• Internet Oracularities Digest #1596

    From oracle-request@internetoracle.org@21:1/5 to All on Wed May 5 23:47:03 2021
    ----------------------------------------------------------------------

    Date: Wed, 05 May 21 19:46:51 -0500
    From: Steve Kinzler <steve@kinzler.com>
    Subject: Internet Oracularities Digest #1596

    To find out all about the Internet Oracle (TM), including how
    to participate, send mail to help@internetoracle.org, or go to http://internetoracle.org/ ("Internet Oracle" is a trademark of Stephen
    B Kinzler.)

    Let us know what you like! Send your ratings of these 10 Oracularities
    on an integer scale of 1 ("very bad") to 5 ("very good") with the volume
    number to vote@internetoracle.org (probably just reply to this message).
    For example:
    1596
    2 1 3 4 3 5 3 3 4 1

    1591 10 votes 01144 11152 01531 12250 12511 13330 21412 31420 30241 02440
    1591 3.2 mean 4.1 3.6 3.4 3.1 2.9 2.8 3.0 2.5 3.0 3.2

    ------------------------------

    Date: Wed, 05 May 21 19:46:52 -0500
    From: Internet Oracle <vote@internetoracle.org>
    Subject: Internet Oracularity #1596-01

    Selected-By: Ian Davis

    The Internet Oracle has pondered your question deeply.
    Your question was:

    I have given up at trying to understand all the different measurement systems. "Bake in a 13 cm square pan at 350 degrees for half a
    fortnight." What is that in Regulo numbers?
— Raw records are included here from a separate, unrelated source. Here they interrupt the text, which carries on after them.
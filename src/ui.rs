//! UI rendering helpers for the terminal user interface.
//!
//! This module contains functions to render the TUI using `ratatui`. `draw`
//! reports where the clickable widgets ended up so the runtime can hit-test
//! mouse input against the frame that is actually on screen.

use ratatui::{
    Frame,
    layout::{Alignment, Constraint, Direction, Layout, Rect},
    style::{Color, Modifier, Style},
    text::{Line, Span},
    widgets::{Block, Borders, Clear, Gauge, LineGauge, List, ListItem, Padding, Paragraph, Wrap},
};
use std::{collections::BTreeMap, sync::LazyLock};

use crate::app::{App, HitAreas, InputMode, SortField};
use crate::catalog::SearchStatus;
use crate::config::{ControlsSettings, UiSettings};
use crate::player::binding::Progress;
use crate::player::format::format_millis;
use crate::player::store::PlayerState;
use crate::player::transport::Bounds;

static CONTROLS_MAP: LazyLock<BTreeMap<String, String>> = LazyLock::new(|| {
    let mut map: BTreeMap<String, String> = BTreeMap::new();
    map.insert("/".to_string(), "search".to_string());
    map.insert("enter".to_string(), "play".to_string());
    map.insert("a".to_string(), "album".to_string());
    map.insert("j/k".to_string(), "up/down".to_string());
    map.insert("gg/G".to_string(), "top/bottom".to_string());
    map.insert("space/p".to_string(), "play/pause".to_string());
    map.insert("h/l".to_string(), "prev/next".to_string());
    // H/L is filled dynamically from config.
    map.insert("+/-".to_string(), "volume".to_string());
    map.insert("v".to_string(), "volume panel".to_string());
    map.insert("s".to_string(), "sort".to_string());
    map.insert("q".to_string(), "quit".to_string());
    map
});

/// Render the controls help text, incorporating scrub seconds.
fn controls_text(scrub_seconds: u64) -> String {
    let order = [
        "/", "enter", "a", "j/k", "gg/G", "space/p", "h/l", "H/L", "+/-", "v", "s", "q",
    ];
    order
        .iter()
        .filter_map(|k| {
            if *k == "H/L" {
                Some(format!("[H/L] scrub -/+{}s", scrub_seconds))
            } else {
                CONTROLS_MAP.get(*k).map(|v| format!("[{}] {}", k, v))
            }
        })
        .collect::<Vec<String>>()
        .join(" | ")
}

/// What the player bar renders.
pub struct PlayerView<'a> {
    pub state: &'a PlayerState,
    pub progress: &'a Progress,
    pub duration: &'a str,
}

fn volume_percent(volume: f32) -> u16 {
    (volume.clamp(0.0, 1.0) * 100.0).round() as u16
}

/// Visible window `[start, end)` of `total` rows keeping `cursor` centered.
fn list_window(total: usize, height: usize, cursor: usize) -> (usize, usize) {
    if total <= height || height == 0 {
        return (0, total);
    }
    let half = height / 2;
    let mut start = cursor.saturating_sub(half);
    if start + height > total {
        start = total - height;
    }
    (start, start + height)
}

fn padded_block(title: &str) -> Block<'_> {
    Block::default()
        .borders(Borders::ALL)
        .title(title)
        .padding(Padding {
            left: 1,
            right: 1,
            top: 0,
            bottom: 0,
        })
}

/// Render the entire UI and return the clickable regions.
pub fn draw(
    frame: &mut Frame,
    app: &App,
    player: &PlayerView,
    ui_settings: &UiSettings,
    controls_settings: &ControlsSettings,
) -> HitAreas {
    let mut hits = HitAreas::default();

    let chunks = Layout::default()
        .direction(Direction::Vertical)
        .constraints([
            Constraint::Length(3),
            Constraint::Min(3),
            Constraint::Length(5),
            Constraint::Length(4),
        ])
        .split(frame.area());

    draw_search(frame, app, ui_settings, chunks[0]);
    draw_results(frame, app, player.state, chunks[1], &mut hits);
    draw_player(frame, player, chunks[2], &mut hits);

    let footer = Paragraph::new(controls_text(controls_settings.scrub_seconds))
        .block(padded_block(" controls "))
        .wrap(Wrap { trim: true });
    frame.render_widget(footer, chunks[3]);

    if app.volume_panel.is_visible() {
        draw_volume_panel(frame, player.state.volume, chunks[2], &mut hits);
    }

    hits
}

fn draw_search(frame: &mut Frame, app: &App, ui_settings: &UiSettings, area: Rect) {
    let title = match app.status {
        SearchStatus::Loaded(n) => format!(" riffle ({n}) "),
        _ => " riffle ".to_string(),
    };

    let line = match app.input_mode {
        InputMode::Query => Line::from(vec![
            Span::styled("search: ", Style::default().add_modifier(Modifier::BOLD)),
            Span::raw(app.query.as_str()),
            Span::styled("_", Style::default().add_modifier(Modifier::SLOW_BLINK)),
        ]),
        InputMode::Normal if !app.query.trim().is_empty() => Line::from(vec![
            Span::styled("search: ", Style::default().add_modifier(Modifier::DIM)),
            Span::raw(app.query.as_str()),
        ]),
        InputMode::Normal => Line::from(ui_settings.header_text.as_str()),
    };

    let header = Paragraph::new(line).alignment(Alignment::Center).block(
        Block::default()
            .borders(Borders::ALL)
            .title(title)
            .title_alignment(Alignment::Center),
    );
    frame.render_widget(header, area);
}

fn draw_results(
    frame: &mut Frame,
    app: &App,
    state: &PlayerState,
    area: Rect,
    hits: &mut HitAreas,
) {
    let mut title = vec![Span::raw(match &app.last_query {
        Some(q) => format!(" tracks: {} ", q.describe()),
        None => " tracks ".to_string(),
    })];
    if app.sort != SortField::Catalog {
        title.push(Span::styled(
            format!("[by {}] ", app.sort.label()),
            Style::default().add_modifier(Modifier::DIM),
        ));
    }
    // Old results stay listed after a failure, so say so in the title.
    let stale = app.status == SearchStatus::Failed && !app.results.is_empty();
    if let Some(msg) = app.status.message().filter(|_| stale) {
        title.push(Span::styled(format!("{msg} "), Style::default().fg(Color::Red)));
    }
    let block = Block::default().borders(Borders::ALL).title(Line::from(title));

    if app.results.is_empty() || app.status == SearchStatus::Fetching {
        let text = app
            .status
            .message()
            .unwrap_or("Press / and type a song or artist");
        let msg = Paragraph::new(text)
            .alignment(Alignment::Center)
            .block(block)
            .wrap(Wrap { trim: true });
        frame.render_widget(msg, area);
        return;
    }

    let inner = block.inner(area);
    let total = app.results.len();
    let (start, end) = list_window(total, inner.height as usize, app.cursor);

    let items: Vec<ListItem> = app
        .view()
        .skip(start)
        .take(end - start)
        .enumerate()
        .map(|(offset, (_, track))| {
            let n = start + offset + 1;
            let marker = match state.track(track.id) {
                Some(t) if t.is_playing => "▶ ",
                _ if state.selection.id == Some(track.id) => "⏸ ",
                _ => "  ",
            };
            let album = track
                .album
                .as_deref()
                .map(|a| format!("  ({a})"))
                .unwrap_or_default();
            let length = track
                .track_time_millis
                .map(|ms| format!("  {}", format_millis(Some(ms))))
                .unwrap_or_default();
            ListItem::new(Line::from(vec![
                Span::raw(marker),
                Span::raw(format!("{n}. {}", track.display())),
                Span::styled(album, Style::default().add_modifier(Modifier::DIM)),
                Span::styled(length, Style::default().add_modifier(Modifier::DIM)),
            ]))
        })
        .collect();

    let list = List::new(items)
        .block(block)
        .highlight_style(Style::default().add_modifier(Modifier::REVERSED));
    let mut list_state = ratatui::widgets::ListState::default();
    list_state.select(Some(app.cursor.saturating_sub(start)));
    frame.render_stateful_widget(list, area, &mut list_state);

    hits.list = Some(Bounds::from(inner));
    hits.list_offset = start;
}

fn draw_player(frame: &mut Frame, player: &PlayerView, area: Rect, hits: &mut HitAreas) {
    let state = player.state;
    let block = padded_block(" player ");
    let inner = block.inner(area);
    frame.render_widget(block, area);

    let rows = Layout::default()
        .direction(Direction::Vertical)
        .constraints([
            Constraint::Length(1),
            Constraint::Length(1),
            Constraint::Length(1),
        ])
        .split(inner);

    let now_playing = match state.selected_track() {
        Some(track) => {
            let icon = if state.is_playing { "▶" } else { "⏸" };
            format!("{icon} {}", track.title)
        }
        None if state.is_empty() => "Nothing to play".to_string(),
        None => "Pick a track and press enter".to_string(),
    };
    frame.render_widget(
        Paragraph::new(now_playing).style(Style::default().add_modifier(Modifier::BOLD)),
        rows[0],
    );

    let gauge = LineGauge::default()
        .ratio(player.progress.fraction.clamp(0.0, 1.0))
        .filled_style(Style::default().fg(Color::Cyan))
        .unfilled_style(Style::default().fg(Color::DarkGray));
    frame.render_widget(gauge, rows[1]);
    hits.progress = Some(Bounds::from(rows[1]));

    let volume_label = format!("[vol {}%]", volume_percent(state.volume));
    let cols = Layout::default()
        .direction(Direction::Horizontal)
        .constraints([
            Constraint::Min(1),
            Constraint::Length(volume_label.chars().count() as u16),
        ])
        .split(rows[2]);

    let times = format!("{} / {}", player.progress.elapsed, player.duration);
    frame.render_widget(Paragraph::new(times), cols[0]);
    frame.render_widget(
        Paragraph::new(volume_label).alignment(Alignment::Right),
        cols[1],
    );
    hits.volume_toggle = Some(Bounds::from(cols[1]));
}

fn draw_volume_panel(frame: &mut Frame, volume: f32, player_area: Rect, hits: &mut HitAreas) {
    let width = 32.min(player_area.width);
    let height = 3;
    let panel = Rect {
        x: player_area.x + player_area.width.saturating_sub(width),
        y: player_area.y.saturating_sub(height),
        width,
        height,
    };
    frame.render_widget(Clear, panel);

    let block = Block::default().borders(Borders::ALL).title(" volume ");
    let inner = block.inner(panel);
    frame.render_widget(block, panel);

    let gauge = Gauge::default()
        .ratio(f64::from(volume.clamp(0.0, 1.0)))
        .label(format!("{}%", volume_percent(volume)))
        .gauge_style(Style::default().fg(Color::Cyan));
    frame.render_widget(gauge, inner);

    hits.volume_panel = Some(Bounds::from(panel));
    hits.volume_slider = Some(Bounds::from(inner));
}
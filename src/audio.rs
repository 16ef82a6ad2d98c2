//! Audio engine surface and its `rodio` implementation.
//!
//! The player only talks to the [`AudioEngine`] and [`Sound`] traits. The
//! `rodio` backed engine streams sources over HTTP (or reads local files)
//! on background threads and is driven by [`Sound::poll`] from the UI loop.

mod engine;
mod stream;
mod types;

pub use engine::RodioEngine;
pub use types::*;
//! Application module: exposes the app model used by the TUI and runtime.
//!
//! The `App` model lives in `app::model` and holds the search results,
//! cursor, query input and pointer state.

mod model;

pub use model::*;
//! Transport controls: skip arithmetic, pointer geometry, the volume drag
//! state machine and popover dismissal.
//!
//! Nothing here touches the engine. These helpers turn gestures into
//! numbers (an index, a fraction, a volume) that the player then dispatches.

/// Skip direction.
#[derive(Debug, Copy, Clone, PartialEq, Eq)]
pub enum Direction {
    Prev,
    Next,
}

/// Target index for a circular skip, or `None` on an empty playlist.
pub fn skip_target(index: usize, len: usize, direction: Direction) -> Option<usize> {
    if len == 0 {
        return None;
    }
    let index = index % len;
    Some(match direction {
        Direction::Next => (index + 1) % len,
        Direction::Prev => (index + len - 1) % len,
    })
}

/// Axis-aligned bounding box of an on-screen element.
#[derive(Debug, Copy, Clone, PartialEq, Default)]
pub struct Bounds {
    pub left: f64,
    pub top: f64,
    pub width: f64,
    pub height: f64,
}

impl Bounds {
    pub fn new(left: f64, top: f64, width: f64, height: f64) -> Self {
        Self {
            left,
            top,
            width,
            height,
        }
    }

    pub fn contains(&self, x: f64, y: f64) -> bool {
        x >= self.left && x < self.left + self.width && y >= self.top && y < self.top + self.height
    }

    /// Horizontal position of `x` inside the box, clamped to `[0, 1]`.
    ///
    /// Degenerate (zero or negative width) boxes yield `0`.
    pub fn fraction_at(&self, x: f64) -> f64 {
        if !(self.width > 0.0) || !x.is_finite() {
            return 0.0;
        }
        ((x - self.left) / self.width).clamp(0.0, 1.0)
    }
}

impl From<ratatui::layout::Rect> for Bounds {
    fn from(r: ratatui::layout::Rect) -> Self {
        Self::new(
            f64::from(r.x),
            f64::from(r.y),
            f64::from(r.width),
            f64::from(r.height),
        )
    }
}

/// Fraction of the track bar under the pointer.
pub fn seek_fraction_from_pointer(x: f64, bar: &Bounds) -> f64 {
    bar.fraction_at(x)
}

#[derive(Debug, Copy, Clone, PartialEq, Eq, Default)]
pub enum DragState {
    #[default]
    Idle,
    Dragging,
}

/// Volume slider drag tracking.
///
/// Moves keep producing values while dragging even when the pointer leaves
/// the slider; the value is clamped to the slider's extent instead.
#[derive(Debug, Default)]
pub struct VolumeDrag {
    state: DragState,
}

impl VolumeDrag {
    pub fn is_dragging(&self) -> bool {
        self.state == DragState::Dragging
    }

    /// Pointer pressed on the slider handle.
    pub fn pointer_down(&mut self) {
        self.state = DragState::Dragging;
    }

    /// Pointer released anywhere.
    pub fn pointer_up(&mut self) {
        self.state = DragState::Idle;
    }

    /// Pointer (or touch) moved. Returns the new volume while dragging.
    pub fn pointer_move(&self, x: f64, slider: &Bounds) -> Option<f32> {
        if !self.is_dragging() {
            return None;
        }
        Some(slider.fraction_at(x) as f32)
    }
}

/// Visibility of a popover panel toggled by a button.
#[derive(Debug, Default)]
pub struct Popover {
    visible: bool,
}

impl Popover {
    pub fn is_visible(&self) -> bool {
        self.visible
    }

    pub fn toggle(&mut self) {
        self.visible = !self.visible;
    }

    pub fn hide(&mut self) {
        self.visible = false;
    }

    /// Global pointer-down: close when the press lands outside both the
    /// toggle button and the panel. Returns `true` if it closed.
    pub fn on_global_pointer_down(&mut self, x: f64, y: f64, toggle: &Bounds, panel: &Bounds) -> bool {
        if self.visible && !toggle.contains(x, y) && !panel.contains(x, y) {
            self.visible = false;
            return true;
        }
        false
    }
}
//! Configuration loader and schema types.
//!
//! This module exposes the configuration schema used to drive runtime
//! behavior and helpers to load configuration from disk.

mod load;
mod schema;

pub use load::{default_state_dir, resolve_config_path};
pub use schema::*;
Who cares? What's for
    dinner?

    So I plan to make a different system that is better. The Continental or
    cgs system is totally unusable. I need something with more pounds to
    the inch and fewer seconds to the Date of Easter, unless Passover is
    early next year. More gallons per quart, too. Plus Lot's of Salt. Kilogrammes.

    Your advice won't be neglected like last time. I might even get you a Sandwich.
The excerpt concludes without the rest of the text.